Within hours, the consequences of the operation swept across the country with stunning ferocity. Coordinated narcobloqueos—burning barricades assembled with hijacked buses, cargo trucks, and private vehicles—sprang up across nearly 20 of Mexico’s 32 states. In Guadalajara, the nation’s second-largest city, thick smoke rose over major intersections. Public transport—including bus routes, the Mi Macro Periférico bus system, and the electric rail system—was suspended. Schools closed across Jalisco, and banks were shuttered in several cities. Armed groups torched several Banco del Bienestar branches and more Oxxo convenience stores. Amid rumors of an active shooter, Guadalajara International Airport descended into panic as travelers fled terminals and cowered behind counters, although no gunmen breached the facility.
The government deployed the National Guard to secure the airport, while airlines including United, American, Delta, Alaska, and Air Canada canceled flights to both Guadalajara and Puerto Vallarta. The U.S. State Department issued shelter-in-place advisories for multiple states. Twenty-five National Guard members died in separate retaliatory attacks in Jalisco, while dozens of suspected CJNG gunmen died in clashes across Jalisco and neighboring states. The violence only began to ebb after Mexico deployed 2,500 additional troops to reinforce the roughly 7,000 already stationed in the state.
This post is a sequel to an earlier Articles of War piece that examined whether criminal organizations can be parties to a non-international armed conflict (NIAC) and what the legal consequences are for targeting their members. Mexico after El Mencho’s death offers a rare opportunity to test those arguments against a live, contested situation where theory collides with burning highways and a body count that climbs by the hour. Two theses structure the analysis that follows. The first concerns classification; that is, El Mencho’s killing is a stress test for the Mexico–cartel NIAC debate, illustrating why classification cannot turn on labels or a single spectacular raid, but must rest on sustained intensity and organization. The second concerns targeting. Even in a NIAC, “cartel member” is not a targeting status, and both the Tapalpa operation and the retaliatory wave expose the temptation to treat the entire CJNG as a target set rather than applying function-based rules.
What El Mencho’s Killing Shows (and Does Not Show)

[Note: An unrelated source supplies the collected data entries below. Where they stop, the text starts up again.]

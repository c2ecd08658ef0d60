pub mod text;

use chrono::{DateTime, Utc};

use crate::{
    models::status::ProposalStatus,
    tally_api::{RawProposal, RawTimestamp, RawVoteStat},
};

/// A governance proposal normalized from the Tally API, ready for
/// announcement and display.
#[derive(Debug, Clone)]
pub struct Proposal {
    pub id: String,
    pub title: String,
    pub status: ProposalStatus,
    pub proposer_name: String,
    pub proposer_url: Option<String>,
    pub url: String,
    pub created_at: Option<DateTime<Utc>>,
    pub voting_ends_at: Option<DateTime<Utc>>,
    pub summary: String,
    pub votes: VoteBreakdown,
}

/// Vote percentages per choice, out of all votes cast.
#[derive(Debug, Clone, Copy, Default, PartialEq)]
pub struct VoteBreakdown {
    pub for_percent: f64,
    pub against_percent: f64,
    pub abstain_percent: f64,
}

impl Proposal {
    /// Normalizes a raw API proposal. `governor_slug` names the governor in
    /// generated tally.xyz URLs.
    pub fn from_raw(raw: &RawProposal, governor_slug: &str) -> Self {
        let base_title = raw
            .metadata
            .as_ref()
            .and_then(|m| m.title.clone())
            .unwrap_or_else(|| "N/A".to_string());
        let description = raw
            .metadata
            .as_ref()
            .and_then(|m| m.description.clone())
            .unwrap_or_else(|| "N/A".to_string());

        // The description often carries a numbering prefix the title lacks.
        let title = text::reconstruct_title(&base_title, &description);
        let summary = text::extract_summary(&description, &title);

        let proposer = raw.proposer.as_ref();
        let proposer_name = display_name(
            proposer.and_then(|p| p.name.as_deref()),
            proposer.and_then(|p| p.ens.as_deref()),
            proposer.and_then(|p| p.address.as_deref()),
        );
        let proposer_url = proposer
            .and_then(|p| p.address.as_deref())
            .filter(|a| !a.is_empty())
            .map(|a| proposer_profile_url(a, governor_slug));

        Self {
            url: proposal_url(governor_slug, &raw.id),
            id: raw.id.clone(),
            title,
            status: ProposalStatus::parse(raw.status.as_deref().unwrap_or("UNKNOWN")),
            proposer_name,
            proposer_url,
            created_at: raw
                .block
                .as_ref()
                .and_then(|b| b.timestamp.as_ref())
                .and_then(RawTimestamp::to_datetime),
            voting_ends_at: raw
                .end
                .as_ref()
                .and_then(|e| e.timestamp.as_ref())
                .and_then(RawTimestamp::to_datetime),
            summary,
            votes: VoteBreakdown::from_stats(raw.vote_stats.as_deref().unwrap_or(&[])),
        }
    }
}

impl VoteBreakdown {
    /// Derives percentages from raw vote stats, summing counts per choice.
    /// Unrecognized choices count toward the total but no named bucket. No
    /// votes at all yields all zeroes.
    pub fn from_stats(stats: &[RawVoteStat]) -> Self {
        let mut for_votes = 0.0;
        let mut against_votes = 0.0;
        let mut abstain_votes = 0.0;
        let mut total = 0.0;

        for stat in stats {
            let votes = stat.votes_count.as_ref().map_or(0.0, |c| c.as_f64());
            match stat
                .vote_type
                .as_deref()
                .unwrap_or("")
                .to_ascii_uppercase()
                .as_str()
            {
                "FOR" => for_votes += votes,
                "AGAINST" => against_votes += votes,
                "ABSTAIN" => abstain_votes += votes,
                _ => {}
            }
            total += votes;
        }

        if total == 0.0 {
            return Self::default();
        }

        Self {
            for_percent: for_votes / total * 100.0,
            against_percent: against_votes / total * 100.0,
            abstain_percent: abstain_votes / total * 100.0,
        }
    }
}

/// First non-empty of the proposer's display name, ENS name, and masked
/// address. "Unknown" when none are present.
pub fn display_name(name: Option<&str>, ens: Option<&str>, address: Option<&str>) -> String {
    name.filter(|n| !n.is_empty())
        .map(str::to_string)
        .or_else(|| ens.filter(|e| !e.is_empty()).map(str::to_string))
        .or_else(|| address.filter(|a| !a.is_empty()).map(mask_address))
        .unwrap_or_else(|| "Unknown".to_string())
}

/// Shortens an address to its 0x1234...abcd form. Addresses under ten
/// characters are kept as-is.
pub fn mask_address(address: &str) -> String {
    let chars: Vec<char> = address.chars().collect();
    if chars.len() < 10 {
        return address.to_string();
    }
    let head: String = chars[..6].iter().collect();
    let tail: String = chars[chars.len() - 4..].iter().collect();
    format!("{head}...{tail}")
}

fn proposal_url(governor_slug: &str, id: &str) -> String {
    format!("https://www.tally.xyz/gov/{governor_slug}/proposal/{id}")
}

fn proposer_profile_url(address: &str, governor_slug: &str) -> String {
    format!("https://www.tally.xyz/profile/{address}?governanceId={governor_slug}")
}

Factual Picture Before and After February 22, 2026
The operation that ended El Mencho’s life was the culmination of years of intelligence work. Defense Secretary Ricardo Trevilla Trejo revealed that, on February 20, military intelligence tracked a trusted associate of one of El Mencho’s romantic partners as she traveled to a residence within the Tapalpa Country Club. Security forces confirmed El Mencho’s presence after the partner departed on February 21, and launched the raid early on February 22 with helicopters, Air Force overwatch, and Special Forces on the ground.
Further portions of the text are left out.